# Source data:
· · · ·

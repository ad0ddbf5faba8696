//! Field paths addressing values inside nested records.

use std::fmt;

use serde::{Serialize, Serializer};

/// One step of a [`FieldPath`].
#[derive(Debug, Clone, PartialEq, Eq, Hash)]
pub enum PathSegment {
    /// A named field.
    Field(String),
    /// An element index inside a list.
    Index(usize),
}

/// The location of a value, rendered as `addresses[0].zip`.
///
/// Paths are built by the engine while it descends and are stable: the
/// same record and rule set always produce the same paths.
///
/// # Examples
///
/// ```
/// use probity_validator::record::FieldPath;
///
/// let path = FieldPath::field("addresses").index(0).key("zip");
/// assert_eq!(path.to_string(), "addresses[0].zip");
/// ```
#[derive(Debug, Clone, Default, PartialEq, Eq, Hash)]
pub struct FieldPath {
    segments: Vec<PathSegment>,
}

impl FieldPath {
    /// The empty path, addressing the record itself.
    pub const fn root() -> Self {
        Self {
            segments: Vec::new(),
        }
    }

    /// A single-field path.
    pub fn field(name: impl Into<String>) -> Self {
        Self::root().key(name)
    }

    /// Extends the path with a field name.
    #[must_use]
    pub fn key(mut self, name: impl Into<String>) -> Self {
        self.segments.push(PathSegment::Field(name.into()));
        self
    }

    /// Extends the path with a list index.
    #[must_use]
    pub fn index(mut self, index: usize) -> Self {
        self.segments.push(PathSegment::Index(index));
        self
    }

    /// Returns a copy of this path extended with a field name.
    pub fn join(&self, name: &str) -> Self {
        self.clone().key(name)
    }

    /// Returns a copy of this path extended with a list index.
    pub fn at(&self, index: usize) -> Self {
        self.clone().index(index)
    }

    /// The segments of this path.
    pub fn segments(&self) -> &[PathSegment] {
        &self.segments
    }

    /// Returns `true` for the root path.
    pub fn is_root(&self) -> bool {
        self.segments.is_empty()
    }
}

impl fmt::Display for FieldPath {
    fn fmt(&self, f: &mut fmt::Formatter<'_>) -> fmt::Result {
        for (i, segment) in self.segments.iter().enumerate() {
            match segment {
                PathSegment::Field(name) if i == 0 => f.write_str(name)?,
                PathSegment::Field(name) => write!(f, ".{name}")?,
                PathSegment::Index(index) => write!(f, "[{index}]")?,
            }
        }
        Ok(())
    }
}

impl Serialize for FieldPath {
    fn serialize<S: Serializer>(&self, serializer: S) -> Result<S::Ok, S::Error> {
        serializer.collect_str(self)
    }
}

impl PartialEq<str> for FieldPath {
    fn eq(&self, other: &str) -> bool {
        self.to_string() == other
    }
}

impl PartialEq<&str> for FieldPath {
    fn eq(&self, other: &&str) -> bool {
        self.to_string() == *other
    }
}
//! Dynamically typed record values.

use indexmap::IndexMap;
use serde::{Deserialize, Serialize};

/// A single field value inside a [`Record`].
#[derive(Debug, Clone, PartialEq, Eq, Serialize, Deserialize)]
#[serde(untagged)]
pub enum Value {
    /// UTF-8 text.
    String(String),
    /// Signed integer.
    Integer(i64),
    /// Nested record.
    Record(Record),
    /// Ordered sequence, usually of nested records.
    List(Vec<Value>),
}

impl Value {
    /// Names the runtime type, as used in `type-mismatch` reports.
    pub const fn kind(&self) -> &'static str {
        match self {
            Self::String(_) => "string",
            Self::Integer(_) => "integer",
            Self::Record(_) => "record",
            Self::List(_) => "list",
        }
    }

    /// Returns `true` for the empty string, the empty list and a record
    /// without fields. Integers are never empty.
    pub fn is_empty(&self) -> bool {
        match self {
            Self::String(s) => s.is_empty(),
            Self::Integer(_) => false,
            Self::Record(r) => r.is_empty(),
            Self::List(items) => items.is_empty(),
        }
    }

    /// Returns the text if this is a string.
    pub fn as_str(&self) -> Option<&str> {
        match self {
            Self::String(s) => Some(s),
            _ => None,
        }
    }

    /// Returns the number if this is an integer.
    pub const fn as_integer(&self) -> Option<i64> {
        match self {
            Self::Integer(n) => Some(*n),
            _ => None,
        }
    }

    /// Returns the nested record if this is one.
    pub const fn as_record(&self) -> Option<&Record> {
        match self {
            Self::Record(r) => Some(r),
            _ => None,
        }
    }

    /// Returns the elements if this is a list.
    pub fn as_list(&self) -> Option<&[Value]> {
        match self {
            Self::List(items) => Some(items),
            _ => None,
        }
    }
}

impl From<&str> for Value {
    fn from(value: &str) -> Self {
        Self::String(value.to_owned())
    }
}

impl From<String> for Value {
    fn from(value: String) -> Self {
        Self::String(value)
    }
}

impl From<i64> for Value {
    fn from(value: i64) -> Self {
        Self::Integer(value)
    }
}

impl From<i32> for Value {
    fn from(value: i32) -> Self {
        Self::Integer(i64::from(value))
    }
}

impl From<Record> for Value {
    fn from(value: Record) -> Self {
        Self::Record(value)
    }
}

impl<T: Into<Value>> From<Vec<T>> for Value {
    fn from(items: Vec<T>) -> Self {
        Self::List(items.into_iter().map(Into::into).collect())
    }
}

// ============================================================================
// RECORD
// ============================================================================

/// An ordered mapping from field name to [`Value`].
///
/// Field order is insertion order and is preserved through serialization.
///
/// # Examples
///
/// ```
/// use probity_validator::record::{Record, Value};
///
/// let customer = Record::new()
///     .with("name", "John Doe")
///     .with("age", 50)
///     .with("addresses", vec![Record::new().with("state", "CA").with("zip", "55462")]);
///
/// assert_eq!(customer.get("age"), Some(&Value::Integer(50)));
/// assert_eq!(customer.len(), 3);
/// ```
#[derive(Debug, Clone, Default, PartialEq, Eq, Serialize, Deserialize)]
#[serde(transparent)]
pub struct Record {
    fields: IndexMap<String, Value>,
}

impl Record {
    /// Creates an empty record.
    pub fn new() -> Self {
        Self::default()
    }

    /// Adds or replaces a field, builder style.
    #[must_use = "builder methods must be chained or built"]
    pub fn with(mut self, name: impl Into<String>, value: impl Into<Value>) -> Self {
        self.insert(name, value);
        self
    }

    /// Adds or replaces a field, returning the previous value.
    ///
    /// A replaced field keeps its original position.
    pub fn insert(&mut self, name: impl Into<String>, value: impl Into<Value>) -> Option<Value> {
        self.fields.insert(name.into(), value.into())
    }

    /// Looks up a field by name.
    pub fn get(&self, name: &str) -> Option<&Value> {
        self.fields.get(name)
    }

    /// Returns `true` when the field is present.
    pub fn contains(&self, name: &str) -> bool {
        self.fields.contains_key(name)
    }

    /// Number of fields.
    pub fn len(&self) -> usize {
        self.fields.len()
    }

    /// Returns `true` when the record has no fields.
    pub fn is_empty(&self) -> bool {
        self.fields.is_empty()
    }

    /// Iterates fields in order.
    pub fn iter(&self) -> impl Iterator<Item = (&str, &Value)> {
        self.fields.iter().map(|(name, value)| (name.as_str(), value))
    }
}

impl<K, V> FromIterator<(K, V)> for Record
where
    K: Into<String>,
    V: Into<Value>,
{
    fn from_iter<I: IntoIterator<Item = (K, V)>>(iter: I) -> Self {
        Self {
            fields: iter
                .into_iter()
                .map(|(name, value)| (name.into(), value.into()))
                .collect(),
        }
    }
}

#[cfg(test)]
mod tests {
    use super::*;
    use pretty_assertions::assert_eq;

    #[test]
    fn emptiness() {
        assert!(Value::from("").is_empty());
        assert!(!Value::from(" ").is_empty());
        assert!(!Value::from(0).is_empty());
        assert!(Value::from(Vec::<Record>::new()).is_empty());
        assert!(Value::from(Record::new()).is_empty());
        assert!(!Value::from(Record::new().with("state", "")).is_empty());
    }

    #[test]
    fn kinds() {
        assert_eq!(Value::from("CA").kind(), "string");
        assert_eq!(Value::from(50).kind(), "integer");
        assert_eq!(Value::from(Record::new()).kind(), "record");
        assert_eq!(Value::from(vec!["a", "b"]).kind(), "list");
    }

    #[test]
    fn accessors() {
        let value = Value::from(vec![Record::new().with("zip", "55462")]);
        let first = &value.as_list().unwrap()[0];
        assert_eq!(first.as_record().unwrap().get("zip").unwrap().as_str(), Some("55462"));
        assert_eq!(Value::from(7).as_integer(), Some(7));
        assert_eq!(Value::from(7).as_str(), None);
    }

    #[test]
    fn insertion_order_is_kept() {
        let mut record = Record::new().with("b", 1).with("a", 2);
        let previous = record.insert("b", 3);

        assert_eq!(previous, Some(Value::Integer(1)));
        let names: Vec<_> = record.iter().map(|(name, _)| name).collect();
        assert_eq!(names, vec!["b", "a"]);
    }

    #[test]
    fn collects_from_pairs() {
        let record: Record = [("state", "CA"), ("zip", "55462")].into_iter().collect();
        assert!(record.contains("zip"));
        assert_eq!(record.len(), 2);
    }

    #[test]
    fn serde_shape_is_plain_json() {
        let record = Record::new()
            .with("name", "John Doe")
            .with("age", 50)
            .with("addresses", vec![Record::new().with("state", "CA")]);

        let json = serde_json::to_value(&record).unwrap();
        assert_eq!(
            json,
            serde_json::json!({
                "name": "John Doe",
                "age": 50,
                "addresses": [{"state": "CA"}],
            })
        );

        let back: Record = serde_json::from_value(json).unwrap();
        assert_eq!(back, record);
    }
}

· · · ·

# Work item:
Please report every line in the entries above that holds the string "extended".

# Exercise response:
    /// Returns a copy of this path extended with a field name.
    /// Returns a copy of this path extended with a list index.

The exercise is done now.